Decisão de Moraes mantém lacunas e deixa Bolsonaro sob risco de prisão, avaliam especialistas
A nova decisão do ministro Alexandre de Moraes, do Supremo Tribunal Federal (STF), que afastou, por ora, a prisão preventiva de Jair Bolsonaro, foi considerada por criminalistas ouvidos pelo Estadão como insuficiente para delimitar com precisão os limites das restrições impostas, especialmente em relação à concessão de entrevistas e à posterior divulgação de falas por terceiros nas redes sociais. Na prática, avaliam, a cautelar segue vaga e sujeita a interpretações, o que mantém o ex-presidente sob risco constante de prisão por eventual descumprimento.
Na semana passada, Moraes havia imposto uma série de medidas cautelares a Bolsonaro, incluindo a proibição de uso das redes sociais, direta ou indiretamente. Dois dias depois, o ex-presidente deu declarações públicas na saída de uma reunião com parlamentares aliados na Câmara dos Deputados. As falas foram divulgadas nas redes sociais por veículos de imprensa e por aliados, incluindo seu filho, o deputado federal Eduardo Bolsonaro, também investigado pelo Supremo. Com base nesse episódio, Moraes intimou a defesa a se manifestar, sob pena de decretação da prisão preventiva.

Na decisão divulgada nesta quinta-feira, 24, o ministro afirmou que Bolsonaro “não está proibido de conceder entrevistas ou fazer declarações públicas”, desde que suas falas não estejam associadas às condutas ilícitas investigadas, como ataques ao STF por meio de mobilização internacional, e não configurem tentativa de burlar a proibição de uso das redes sociais por meio do compartilhamento coordenado do conteúdo por terceiros.
Para o professor do Insper e pesquisador da USP Luiz Gomes Esteves, a manifestação do ministro mantém um alto grau de subjetividade e não oferece parâmetros objetivos para que o ex-presidente saiba, de antemão, o que é ou não permitido. “A cada entrevista, poderão surgir novos questionamentos, seja pelo conteúdo das falas ou pela forma como forem compartilhadas”, afirma.

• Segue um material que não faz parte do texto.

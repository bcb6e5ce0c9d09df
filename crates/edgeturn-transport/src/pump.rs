//! Bidirectional byte-pump
//!
//! [`bridge`] copies bytes between two duplex streams until either side is
//! gone. Both copy tasks share a cancellation token: whichever direction ends
//! first finishes its sink and cancels the other, so neither task can outlive
//! the pairing even if it is parked in a read or write.

use std::time::Duration;
use tokio_util::sync::CancellationToken;
use tracing::{debug, trace};

use crate::{DuplexStream, StreamRecv, StreamSend};

/// Byte-pump configuration
#[derive(Debug, Clone)]
pub struct PumpConfig {
    /// Maximum chunk read from a source at once
    pub buffer_size: usize,
    /// Upper bound for finishing (half-closing) a sink after its source ended
    pub finish_timeout: Duration,
}

impl Default for PumpConfig {
    fn default() -> Self {
        Self {
            buffer_size: 16 * 1024,
            finish_timeout: Duration::from_secs(5),
        }
    }
}

/// Byte counts of a completed bridge
#[derive(Debug, Clone, Copy, Default, PartialEq, Eq)]
pub struct BridgeStats {
    pub a_to_b: u64,
    pub b_to_a: u64,
}

/// Relay bytes between `a` and `b` until one side ends or fails.
///
/// Both copy tasks have exited when this returns. Errors are not reported;
/// the caller only learns how many bytes went each way.
pub async fn bridge<A, B>(a: A, b: B, config: &PumpConfig) -> BridgeStats
where
    A: DuplexStream,
    B: DuplexStream,
{
    let (a_rx, a_tx) = a.split();
    let (b_rx, b_tx) = b.split();
    let stop = CancellationToken::new();

    let forward = tokio::spawn(pump(a_rx, b_tx, stop.clone(), config.clone(), "a->b"));
    let backward = tokio::spawn(pump(b_rx, a_tx, stop.clone(), config.clone(), "b->a"));

    let (forward, backward) = tokio::join!(forward, backward);

    BridgeStats {
        a_to_b: forward.unwrap_or_default(),
        b_to_a: backward.unwrap_or_default(),
    }
}

async fn pump<R, W>(
    mut source: R,
    mut sink: W,
    stop: CancellationToken,
    config: PumpConfig,
    direction: &'static str,
) -> u64
where
    R: StreamRecv,
    W: StreamSend,
{
    let mut total = 0u64;

    loop {
        let received = tokio::select! {
            _ = stop.cancelled() => {
                trace!("Pump {} stopped by sibling", direction);
                break;
            }
            res = source.recv_bytes(config.buffer_size) => res,
        };

        let data = match received {
            Ok(Some(data)) => data,
            Ok(None) => {
                debug!("Pump {} reached end of stream", direction);
                break;
            }
            Err(e) => {
                debug!("Pump {} read error: {}", direction, e);
                break;
            }
        };

        if data.is_empty() {
            continue;
        }

        let len = data.len() as u64;
        let sent = tokio::select! {
            _ = stop.cancelled() => {
                trace!("Pump {} stopped by sibling", direction);
                break;
            }
            res = sink.send_bytes(data) => res,
        };

        if let Err(e) = sent {
            debug!("Pump {} write error: {}", direction, e);
            break;
        }
        total += len;
    }

    if tokio::time::timeout(config.finish_timeout, sink.finish())
        .await
        .is_err()
    {
        debug!("Pump {} timed out finishing sink", direction);
    }
    stop.cancel();

    total
}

O pesquisador avalia que a decisão permanece ambígua e permite interpretações casuísticas sobre eventual descumprimento. Segundo ele, o texto dá margem para que o ministro entenda, diante de indícios de articulação ou consentimento, que a divulgação de falas nas redes sociais foi coordenada com o objetivo de burlar a ordem judicial.
“A cautelar mantém um caminho para subjetivismos, ao definir caso a caso se houve ou não violação, sem critérios claros para antecipar se uma conduta será considerada descumprimento”, diz.
O criminalista e coordenador do curso de Direito da ESPM-SP, Marcelo Crespo, concorda que a decisão preserva um grau de ambiguidade. Ele avalia que, na prática, a medida limita Bolsonaro a conceder entrevistas apenas se houver cuidado explícito para que seus apoiadores não recortem nem disseminem o conteúdo nas redes. “Ainda que Bolsonaro possa se manifestar em entrevistas e eventos, essas manifestações não podem ser convertidas em estratégia velada de comunicação digital”, afirma.
Como exemplo, o advogado David Metzker ressalta que a simples veiculação jornalística de uma entrevista não configura, por si só, descumprimento das medidas cautelares. Ele pondera, no entanto, que a situação muda de figura se trechos forem recortados e difundidos por apoiadores de forma articulada. Nessas hipóteses, diz, a conduta pode ser interpretada como tentativa deliberada de driblar a decisão do Supremo.
É nesse ponto que os especialistas alertam para a ampla margem de interpretação presente na decisão, o que pode levar à configuração de novo descumprimento das medidas cautelares e embasar um eventual pedido de prisão preventiva. “Assim, qualquer publicação, ainda que feita por terceiros, que utilize declarações suas para fins políticos ou de desinformação poderá ter consequências jurídicas severas, inclusive a decretação de prisão preventiva”, completa Crespo.
Para Luiz Esteves, o resultado final da decisão não melhora a segurança jurídica do ex-presidente. “Não acho que essa decisão traga mais clareza sobre o que ele pode ou não fazer”, afirma.
A nova manifestação de Moraes ocorre em meio a críticas de juristas à decisão anterior, que autorizava a prisão de Bolsonaro caso entrevistas concedidas por ele fossem posteriormente divulgadas por terceiros nas redes sociais. A medida reacendeu o debate sobre os limites da liberdade de expressão e levantou questionamentos sobre possível cerceamento da atividade jornalística.